16. Ex. W. 18 is the order of appointment of the 1st respondent as a Shift Engineer, but, this order is not at all helpful on the question of the nature of duties to be performed by a Shift Engineer. According to the petitioner-management, the duties of the Shift Engineer are found enumerated in Ex. M. 52, which is described as 'Position-Description', 'Shift Engineer'. It sets out the functions, responsibilities, authority, and relationships of a Shift Engineer. Now, what is important to notice is that, this document, Ex. M. 52, was filed before the Labour Court at a very late stage; it was not produced while the 1st respondent (W.W. 1) ------ or his witness (W.W. 2) ------ were examined. Neither the 1st respondent nor W.W. 2 was confronted with Ex. M-52. It was produced for the first time on 24th January, 1984, during the examination of W.W. 1 it may be noticed that, the examination of the 1st respondent (W.W. 1) commenced on 20th October 1983, and closed on 4th January, 1984 i.e., it went on for a period of 2 1/2 months. During all this time, Ex. M. 52 was not produced; nor did the management take care to recall the 1st respondent to confront him with Ex. M. 52. It is equally relevant to notice in this behalf that, the 1st respondent had filed an application (I.A. No. 112/1983) as far back as 21st July, 1983, calling upon the management to produce certain documents, including :
'11. documents defining the duties of Shift Engineer, Utilities.'
In the counter filed in this I.A., the management merely stated that the request of the 1st respondent for production of several documents without stating their relevance, cannot be taken note of and that, unless the Labour Court so directs specifically, it will not be possible or practicable to produce the documents cited. In view of the above circumstances, the Labour Court was not prepared to place any reliance upon Ex. M. 52. It refused to act upon the said document, and observed :
'I hold that there is some force in the arguments advanced by the workman that this Ex. M. 52 is only invented for purpose of the case.' Another fact which is relevant in this behalf, and which has been referred to by the Labour Court, is that, though the 1st respondent called upon the management to produce the daily order-books to prove the nature of the duties performed by him, they were not produced, though their existence was admitted by M.W. 2 in his cross examination.

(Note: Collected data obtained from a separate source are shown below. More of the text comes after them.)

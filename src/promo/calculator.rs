//! Discount Calculator.

use serde::Serialize;

use super::{PromoError, Result};
use crate::model::DiscountCode;

/// Amounts for one priced checkout.
#[derive(Debug, Clone, Copy, PartialEq, Serialize)]
#[serde(rename_all = "camelCase")]
pub struct DiscountBreakdown {
    pub original_amount: f64,
    pub discount_amount: f64,
    pub final_amount: f64,
}

/// Reject non-finite and non-positive amounts.
pub fn validate_amount(amount: f64) -> Result<f64> {
    if amount.is_finite() && amount > 0.0 {
        Ok(amount)
    } else {
        Err(PromoError::InvalidAmount(amount))
    }
}

/// Price `amount` with `code`'s percentage. No rounding is applied.
pub fn apply(code: &DiscountCode, amount: f64) -> Result<DiscountBreakdown> {
    let amount = validate_amount(amount)?;
    let discount_amount = amount * code.discount_percent / 100.0;
    Ok(DiscountBreakdown {
        original_amount: amount,
        discount_amount,
        final_amount: amount - discount_amount,
    })
}

/// Breakdown for a checkout without any code.
pub fn undiscounted(amount: f64) -> Result<DiscountBreakdown> {
    let amount = validate_amount(amount)?;
    Ok(DiscountBreakdown {
        original_amount: amount,
        discount_amount: 0.0,
        final_amount: amount,
    })
}
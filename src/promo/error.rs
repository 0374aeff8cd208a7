//! Promo engine errors and user-facing rejection reasons.

use serde::{Deserialize, Serialize};

use crate::storage::StorageError;

/// Result type for promo operations.
pub type Result<T> = std::result::Result<T, PromoError>;

/// Errors that can occur while resolving, pricing or redeeming a code.
#[derive(Debug, thiserror::Error)]
pub enum PromoError {
    #[error("Discount code not found")]
    NotFound,

    #[error("Discount code {code} is deactivated")]
    Deactivated { code: String },

    #[error("Discount code {code} has reached its usage limit ({used}/{limit})")]
    LimitExceeded { code: String, used: i64, limit: i64 },

    #[error("Invalid amount: {0}")]
    InvalidAmount(f64),

    #[error("Invalid discount code: {0}")]
    InvalidCode(String),

    #[error("Invalid email address: {0}")]
    InvalidEmail(String),

    #[error("Discount code {code} is referenced by {registrations} registrations")]
    CodeInUse { code: String, registrations: u64 },

    #[error("Storage error: {0}")]
    Storage(#[from] StorageError),
}

impl PromoError {
    /// The reason to show the user, for errors the user can act on.
    ///
    /// Storage failures and malformed admin input have no user-facing reason.
    pub fn rejection(&self) -> Option<RejectionReason> {
        match self {
            PromoError::NotFound => Some(RejectionReason::NotFound),
            PromoError::Deactivated { .. } => Some(RejectionReason::Deactivated),
            PromoError::LimitExceeded { .. } => Some(RejectionReason::LimitExceeded),
            PromoError::InvalidAmount(_) => Some(RejectionReason::InvalidAmount),
            PromoError::InvalidCode(_)
            | PromoError::InvalidEmail(_)
            | PromoError::CodeInUse { .. }
            | PromoError::Storage(_) => None,
        }
    }
}

/// Why a code was rejected at validation or redemption time.
#[derive(Debug, Clone, Copy, PartialEq, Eq, Serialize, Deserialize)]
#[serde(rename_all = "snake_case")]
pub enum RejectionReason {
    NotFound,
    Deactivated,
    LimitExceeded,
    InvalidAmount,
}

impl RejectionReason {
    pub fn as_str(&self) -> &'static str {
        match self {
            RejectionReason::NotFound => "not_found",
            RejectionReason::Deactivated => "deactivated",
            RejectionReason::LimitExceeded => "limit_exceeded",
            RejectionReason::InvalidAmount => "invalid_amount",
        }
    }

    pub fn user_message(&self) -> &'static str {
        match self {
            RejectionReason::NotFound => "This discount code does not exist.",
            RejectionReason::Deactivated => "This discount code is no longer active.",
            RejectionReason::LimitExceeded => "This discount code has reached its usage limit.",
            RejectionReason::InvalidAmount => "The amount must be a positive number.",
        }
    }
}

impl std::fmt::Display for RejectionReason {
    fn fmt(&self, f: &mut std::fmt::Formatter<'_>) -> std::fmt::Result {
        f.write_str(self.as_str())
    }
}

17. As against the above evidence, the management has examined M.Ws. 1 and 2, M.W. 1 stated that, under every Shift Superintendent, there are four Shift Engineers who work in rotating shifts and that, under Shift Engineers, there are several technicians and other workers. He stated that, Shift Engineers give detailed instructions to all the technicians working under them and control their activities, to ensure the desired output. He stated that the Shift Engineer has the authority to sanction leave to persons working under him and that, he allocates the work, goes round the different units to supervise and coordinate the work of all the units. He also stated that, the Shift Engineer marks the attendance and late-coming of the workers. In cross-examination, however he admitted that the 1st respondent never granted leave to any worker but only recommended therefor. He also admitted that the 1st respondent is not authorised to sign any cheques, nor to issue any charge-sheet to his subordinates. He stated that, along with the promotion order to a Shift Engineer they also give the job description of the Shift Engineer and the duties to be performed by him. He admitted that no shift Engineer was ever asked to conduct any domestic enquiry and that he cannot issue a charge sheet or memo to any worker, nor is he empowered to fill up any vacancy, nor can he take any policy decisions. As stated above, it was this witness who produced Ex. M. 52. Indeed, he asserted that Ex. M. 52 was furnished to the 1st respondent along with his promotion order and that, Ex. M. 52 was existing in the company right from the beginning. It is indeed curious at that it was not produced when the 1st respondent called for its production, nor was it produced during the period 2 1/2 months when the 1st respondent was in the witness-box.
18. M.W. 2 was the Plant Superintendent, which designation was changed to 'Deputy Manager, Operation' just before he was examined as a witness. He deposed that, the duties of a Shift Engineer involve man-power allotment, and the allotment of overtime workers, arranging extra man-power for extra work, and supervising the work of his subordinates, he is also responsible for the smooth working of the plant and at the end of the Shift, he was to collect various log sheets from the various operators-and summarize the whole thing in the log-book, and to handover the same to the next, man; he gives instructions to the technicians and the labourers working under him. He has to take care of route maintenance; he has to appraise the working of the workers under him; he is authorised to draw material for the running of the Plant and, in the absence of Deputy Operation Manager, he can take decisions. In cross-examination, he stated that the Shift Engineer visits the low-lift pump, situated 5 Kms. away, to see whether it is working, and if it not properly working, he has to ensure that it is properly cleaned by the labourers. He admitted; 'I will give instructions day-to-day regarding the working of the Shift Engineer. I will give instructions so far as it is within my purview'. He also admitted that the 1st respondent drew material from the Stores under his Counter-Signature.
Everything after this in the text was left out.